A la espera del auténtico cambio. Escritor cubano, autor de poesía, ensayos y relatos.
Por Vicente Echerri
Algunos periodistas, comentaristas y analistas políticos, con una mezcla de ingenuidad y buenos deseos, hablan de la “elección” de un nuevo jefe de Estado en Cuba en el día de hoy (que se dará a conocer el jueves 19 cuando circule esta columna impresa) y la califican de “cambio”. Ciertamente, en su sentido más estricto y elemental podría llamarse cambio a esta suerte de relevo generacional en el seno de la tiranía más larga de América y una de las más antiguas que sobreviven en el mundo; pero cambio en su sentido más profundo y raigal, que significaría el principio del fin de seis décadas de oprobio, no tiene la menor justificación ni asidero.
Si alguien ha creído que Miguel Díaz Canel —hijo putativo de Raúl Castro que, en el momento en que esto escribo, parece el designado a ser “electo” por una asamblea de sicofantes para que se ocupe de dirigir los negocios del país que los Castro han manejado desde 1959 como una finca— es una versión caribeña de Gorbachov, tal persona padece de un optimismo galopante.
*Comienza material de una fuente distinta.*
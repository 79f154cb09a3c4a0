//! Macros for declaring state and event enums.

/// Declare a fieldless enum usable as a machine state.
///
/// Each variant is named by its optional string label, or by the variant
/// identifier when no label is given. Only lowercase-initial names such as
/// `"idle"` produce derived accessors (`isIdle`).
///
/// # Example
///
/// ```
/// use smoothstate::core::Identifier;
/// use smoothstate::state_enum;
///
/// state_enum! {
///     pub enum Light {
///         Green = "green",
///         Amber = "amber",
///         Red,
///     }
/// }
///
/// assert_eq!(Light::Green.name(), "green");
/// assert_eq!(Light::Red.name(), "Red");
/// assert_eq!(Light::Red.accessor_stem(), None);
/// ```
#[macro_export]
macro_rules! state_enum {
    ($($body:tt)*) => {
        $crate::__identifier_enum! { $($body)* }
    };
}

/// Declare a fieldless enum usable as a machine event.
///
/// Follows the same labelling rules as [`state_enum!`]; labelled events such
/// as `Fetch = "fetch"` get a trigger (`fetch`) and a probe (`canFetch`).
///
/// # Example
///
/// ```
/// use smoothstate::core::Identifier;
/// use smoothstate::event_enum;
///
/// event_enum! {
///     enum Signal {
///         Tick = "tick",
///         Reset = "reset",
///     }
/// }
///
/// assert_eq!(Signal::Tick.accessor_stem().as_deref(), Some("tick"));
/// ```
#[macro_export]
macro_rules! event_enum {
    ($($body:tt)*) => {
        $crate::__identifier_enum! { $($body)* }
    };
}

#[doc(hidden)]
#[macro_export]
macro_rules! __identifier_enum {
    (
        $(#[$meta:meta])*
        $vis:vis enum $name:ident {
            $(
                $(#[$variant_meta:meta])*
                $variant:ident $(= $label:literal)?
            ),* $(,)?
        }
    ) => {
        $(#[$meta])*
        #[derive(Clone, Copy, PartialEq, Eq, Hash, Debug, serde::Serialize, serde::Deserialize)]
        $vis enum $name {
            $(
                $(#[$variant_meta])*
                $(#[serde(rename = $label)])?
                $variant
            ),*
        }

        impl $crate::core::Identifier for $name {
            fn name(&self) -> ::std::borrow::Cow<'_, str> {
                match self {
                    $(Self::$variant => ::std::borrow::Cow::Borrowed(
                        $crate::__identifier_label!($variant $($label)?)
                    )),*
                }
            }
        }
    };
}

#[doc(hidden)]
#[macro_export]
macro_rules! __identifier_label {
    ($variant:ident) => {
        stringify!($variant)
    };
    ($variant:ident $label:literal) => {
        $label
    };
}
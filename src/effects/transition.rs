//! Transition declarations.

use crate::core::{Callback, Event, Guard, Payload, State};
use std::fmt;

/// A declared edge `(from, event) -> to` with an optional guard and
/// lifecycle callbacks.
///
/// `from` may name several states; the declaration then expands to one table
/// entry per source state, all sharing the same event, target, guard and
/// callbacks.
pub struct Transition<S, E, C, A = (), R = ()> {
    pub from: Vec<S>,
    pub event: E,
    pub to: S,
    pub guard: Option<Guard<S, E, C, A, R>>,
    pub on_enter: Option<Callback<S, E, C, A, R>>,
    pub on_exit: Option<Callback<S, E, C, A, R>>,
}

impl<S, E, C, A, R> Transition<S, E, C, A, R>
where
    S: State,
    E: Event,
    C: Send + 'static,
    A: Payload,
    R: Payload,
{
    /// Unguarded transition from a single state.
    pub fn new(from: S, event: E, to: S) -> Self {
        Self::from_any([from], event, to)
    }

    /// Unguarded transition shared by several source states.
    pub fn from_any(from: impl IntoIterator<Item = S>, event: E, to: S) -> Self {
        Self {
            from: from.into_iter().collect(),
            event,
            to,
            guard: None,
            on_enter: None,
            on_exit: None,
        }
    }

    /// Allow the transition only when `guard` passes.
    pub fn with_guard(mut self, guard: Guard<S, E, C, A, R>) -> Self {
        self.guard = Some(guard);
        self
    }

    /// Run `callback` before the state changes.
    pub fn on_enter(mut self, callback: Callback<S, E, C, A, R>) -> Self {
        self.on_enter = Some(callback);
        self
    }

    /// Run `callback` after the state changed and subscribers ran.
    pub fn on_exit(mut self, callback: Callback<S, E, C, A, R>) -> Self {
        self.on_exit = Some(callback);
        self
    }

    /// Run `hook` after this transition's own `on_exit`.
    ///
    /// This is the seam persistence layers use to save after a transition
    /// without changing the execution order of the core callbacks.
    pub fn chain_on_exit(mut self, hook: Callback<S, E, C, A, R>) -> Self {
        self.on_exit = Some(match self.on_exit.take() {
            Some(existing) => existing.then(hook),
            None => hook,
        });
        self
    }

    /// Whether `state` is one of the declared sources.
    pub fn leaves(&self, state: &S) -> bool {
        self.from.contains(state)
    }
}

impl<S: Clone, E: Clone, C, A, R> Clone for Transition<S, E, C, A, R> {
    fn clone(&self) -> Self {
        Self {
            from: self.from.clone(),
            event: self.event.clone(),
            to: self.to.clone(),
            guard: self.guard.clone(),
            on_enter: self.on_enter.clone(),
            on_exit: self.on_exit.clone(),
        }
    }
}

impl<S: fmt::Debug, E: fmt::Debug, C, A, R> fmt::Debug for Transition<S, E, C, A, R> {
    fn fmt(&self, f: &mut fmt::Formatter<'_>) -> fmt::Result {
        f.debug_struct("Transition")
            .field("from", &self.from)
            .field("event", &self.event)
            .field("to", &self.to)
            .field("guarded", &self.guard.is_some())
            .finish_non_exhaustive()
    }
}
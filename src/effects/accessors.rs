//! Derived per-machine accessor methods.
//!
//! Every string-shaped event name yields a trigger (`fetch`) and a probe
//! (`canFetch`); every string-shaped state name appearing as a source or a
//! target yields a checker (`isIdle`). Identifiers without an accessor stem
//! (capitalized, numeric) are skipped and stay reachable through
//! `transition`, `can` and `is`.
//!
//! When two kinds derive the same name, checkers win over triggers and
//! triggers win over probes. Each overwrite is logged with `warn!`.

use super::transition::Transition;
use crate::core::{capitalize, Identifier};
use std::collections::BTreeMap;
use std::mem;

/// What a derived method name is bound to.
#[derive(Clone, Debug, PartialEq, Eq)]
pub enum Accessor<S, E> {
    /// `<event>`: run the transition for the event.
    Trigger(E),
    /// `can<Event>`: evaluate whether the event may fire now.
    Probe(E),
    /// `is<State>`: compare the current state.
    Check(S),
}

impl<S: Identifier, E: Identifier> Accessor<S, E> {
    fn target(&self) -> String {
        match self {
            Self::Trigger(event) | Self::Probe(event) => event.name().into_owned(),
            Self::Check(state) => state.name().into_owned(),
        }
    }
}

/// Method-name table of a machine.
#[derive(Clone, Debug)]
pub struct Accessors<S, E> {
    methods: BTreeMap<String, Accessor<S, E>>,
}

impl<S: Identifier, E: Identifier> Accessors<S, E> {
    pub(crate) fn derive<C, A, R>(transitions: &[Transition<S, E, C, A, R>]) -> Self {
        let mut accessors = Self {
            methods: BTreeMap::new(),
        };

        for transition in transitions {
            if let Some(stem) = transition.event.accessor_stem() {
                let name = format!("can{}", capitalize(&stem));
                accessors.bind(name, Accessor::Probe(transition.event.clone()));
            }
        }

        for transition in transitions {
            if let Some(stem) = transition.event.accessor_stem() {
                accessors.bind(stem, Accessor::Trigger(transition.event.clone()));
            }
        }

        for transition in transitions {
            for state in transition.from.iter().chain(std::iter::once(&transition.to)) {
                if let Some(stem) = state.accessor_stem() {
                    let name = format!("is{}", capitalize(&stem));
                    accessors.bind(name, Accessor::Check(state.clone()));
                }
            }
        }

        accessors
    }

    // Passes run probes, triggers, checkers; within a kind the first binding stays.
    fn bind(&mut self, name: String, accessor: Accessor<S, E>) {
        match self.methods.get(&name) {
            Some(existing) if mem::discriminant(existing) == mem::discriminant(&accessor) => {}
            Some(existing) => {
                tracing::warn!(
                    method = %name,
                    replaced = %existing.target(),
                    bound = %accessor.target(),
                    "derived method {} is declared twice, keeping the later kind",
                    name
                );
                self.methods.insert(name, accessor);
            }
            None => {
                self.methods.insert(name, accessor);
            }
        }
    }

    /// Binding for a derived method name.
    pub fn get(&self, name: &str) -> Option<&Accessor<S, E>> {
        self.methods.get(name)
    }

    /// Whether a derived method with this name exists.
    pub fn contains(&self, name: &str) -> bool {
        self.methods.contains_key(name)
    }

    /// Derived method names in lexical order.
    pub fn names(&self) -> impl Iterator<Item = &str> {
        self.methods.keys().map(String::as_str)
    }

    /// Number of derived methods.
    pub fn len(&self) -> usize {
        self.methods.len()
    }

    /// Whether no identifier qualified for a derived method.
    pub fn is_empty(&self) -> bool {
        self.methods.is_empty()
    }
}
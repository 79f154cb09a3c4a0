//! The execution engine.
//!
//! This module turns transition declarations into a running machine:
//!
//! - **Transitions**: declared edges with optional guards and callbacks
//! - **Table**: indices compiled from the declarations, last declaration wins
//! - **State Machine**: checks, executes and forks, notifying subscribers
//! - **Accessors**: per-machine method names derived from identifier names

mod accessors;
mod error;
pub(crate) mod machine;
pub(crate) mod subscribers;
mod table;
mod transition;

pub use accessors::{Accessor, Accessors};
pub use error::{is_state_machine_error, StateMachineError};
pub use machine::{StateMachine, DEFAULT_MACHINE_ID};
pub use table::{TransitionEntry, TransitionTable};
pub use transition::Transition;
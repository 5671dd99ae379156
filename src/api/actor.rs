use crate::pipeline::Actor;
use axum::http::HeaderMap;

/// Header carrying the caller identity recorded in audit entries.
pub const ACTOR_HEADER: &str = "x-actor-id";

#[derive(Debug, PartialEq)]
pub enum ActorError {
    /// No header and no configured default
    Missing,
    /// Header present but not valid UTF-8
    InvalidFormat,
}

impl std::fmt::Display for ActorError {
    fn fmt(&self, f: &mut std::fmt::Formatter<'_>) -> std::fmt::Result {
        match self {
            ActorError::Missing => write!(f, "Missing X-Actor-Id header"),
            ActorError::InvalidFormat => write!(f, "Invalid X-Actor-Id header"),
        }
    }
}

impl std::error::Error for ActorError {}

/// Resolves the acting identity of an inbound request.
///
/// The `X-Actor-Id` header wins; a blank header counts as absent. Without it
/// the configured default actor is used, and without that the request is
/// rejected before anything reaches the upstream.
#[derive(Clone, Debug, Default)]
pub struct ActorResolver {
    default_actor: Option<Actor>,
}

impl ActorResolver {
    pub fn new(default_actor: Option<String>) -> Self {
        Self {
            default_actor: default_actor.and_then(Actor::new),
        }
    }

    pub fn resolve(&self, headers: &HeaderMap) -> Result<Actor, ActorError> {
        if let Some(value) = headers.get(ACTOR_HEADER) {
            let value = value.to_str().map_err(|_| ActorError::InvalidFormat)?;
            if let Some(actor) = Actor::new(value) {
                return Ok(actor);
            }
        }

        self.default_actor.clone().ok_or(ActorError::Missing)
    }
}
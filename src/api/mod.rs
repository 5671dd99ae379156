// Inbound HTTP surface, mounted under /simrs/v1

mod actor;
mod audit;
mod credentials;
mod error;
mod mirror;
mod resources;

pub use actor::{ActorError, ActorResolver, ACTOR_HEADER};
pub use audit::{create_audit_router, AuditAppState, AuditQuery};
pub use credentials::{create_credentials_router, CredentialsAppState};
pub use error::AppError;
pub use mirror::{create_mirror_router, MirrorAppState};
pub use resources::{create_resource_router, ResourceAppState};

use crate::credentials::CredentialStore;
use crate::pipeline::Gateway;
use axum::Router;
use std::sync::Arc;
use tower_http::cors::CorsLayer;
use tower_http::trace::TraceLayer;

pub const API_PREFIX: &str = "/simrs/v1";

/// Everything the full router needs.
#[derive(Clone)]
pub struct GatewayAppState {
    pub gateway: Arc<Gateway>,
    pub credentials: Arc<CredentialStore>,
    pub actors: ActorResolver,
}

/// Merges every API area under [`API_PREFIX`].
pub fn create_router(state: GatewayAppState) -> Router {
    let audit = state.gateway.audit().store().clone();
    let mirror = state.gateway.mirror().clone();

    let api = Router::new()
        .merge(create_resource_router(ResourceAppState {
            gateway: Arc::clone(&state.gateway),
            actors: state.actors,
        }))
        .merge(create_credentials_router(CredentialsAppState {
            credentials: state.credentials,
        }))
        .merge(create_audit_router(AuditAppState { audit }))
        .merge(create_mirror_router(MirrorAppState { mirror }));

    Router::new()
        .nest(API_PREFIX, api)
        .layer(TraceLayer::new_for_http())
        .layer(CorsLayer::permissive())
}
Ese monigote, o cualquier otro improbable que pueda salir de este trámite, no tiene otra misión que conservar la estructura inoperante y decrépita que, no obstante, amamanta y sostiene a una clase parásita a costa de la libertad y la prosperidad de todo un pueblo.
El heredero de Raúl Castro está demasiado a su sombra para que pueda esperarse ninguna apertura seria, ningún cambio genuino. En Europa Oriental y en la felizmente desaparecida Unión Soviética no existían liderazgos “históricos” y los comunistas fatigados que cedieron a las presiones populares y facilitaron los cambios eran meros burócratas, debilitados ideológicamente en la misma medida que imbuidos de cierto pragmatismo que los atraía hacia los modelos capitalistas que prosperaban en su vecindad. Con una gran dosis de cinismo, muchos de ellos terminaron por aceptar que el “sistema” no funcionaba.
Cuba no ha llegado a esa etapa todavía, si es que sus dirigentes, en algún momento, no optan por el fascismo, como ha sido el caso de China y de Vietnam, donde el régimen de Partido Único funciona en sociedad con el gran capital. En cualquier caso, la democracia en Cuba no está a la vuelta de la esquina, como sí estuvo cuando el desembarco de Bahía de Cochinos -del que acaban de cumplirse 57 años- en que Estados Unidos desaprovechó la oportunidad de destruir lo que ya entonces era un desembozado despotismo, inacción que nunca me cansaré de lamentar.
Entre tanto, en La Habana, ese triste cónclave de cipayos que se llama Asamblea Nacional del Poder Popular “elegirá”, casi seguramente por unanimidad, al candidato único que les proponga el verdadero poder del cual ellos no son más que unas menesterosas apariencias; y el nuevo líder, en su discurso de aceptación, reafirmará su inquebrantable celo de comunista y revolucionario ortodoxo para gratificar los oídos de quien lo ha puesto donde está como una foca clonada y amaestrada.
De momento, no se despeja el horizonte político de Cuba, que sigue ensombrecido, como lo ha estado por casi 60 años desde que unos facinerosos se adueñaron del mando con el respaldo de un pueblo iluso. Entonces, como ahora, el rescate de la democracia ha pasado por la remoción violenta de los secuestradores a manos de un agente liberador, un auténtico white knight, papel este que Estados Unidos ha rehusado desempeñar pese a todos los compromisos históricos y los beneficios políticos que de tal acción habrían de derivarse. En su lugar, Washington sigue apostando por la caída espontánea en su cesto de la fruta madura, podrida más bien. No es previsible que el heredero de Raúl Castro facilite esa magra cosecha.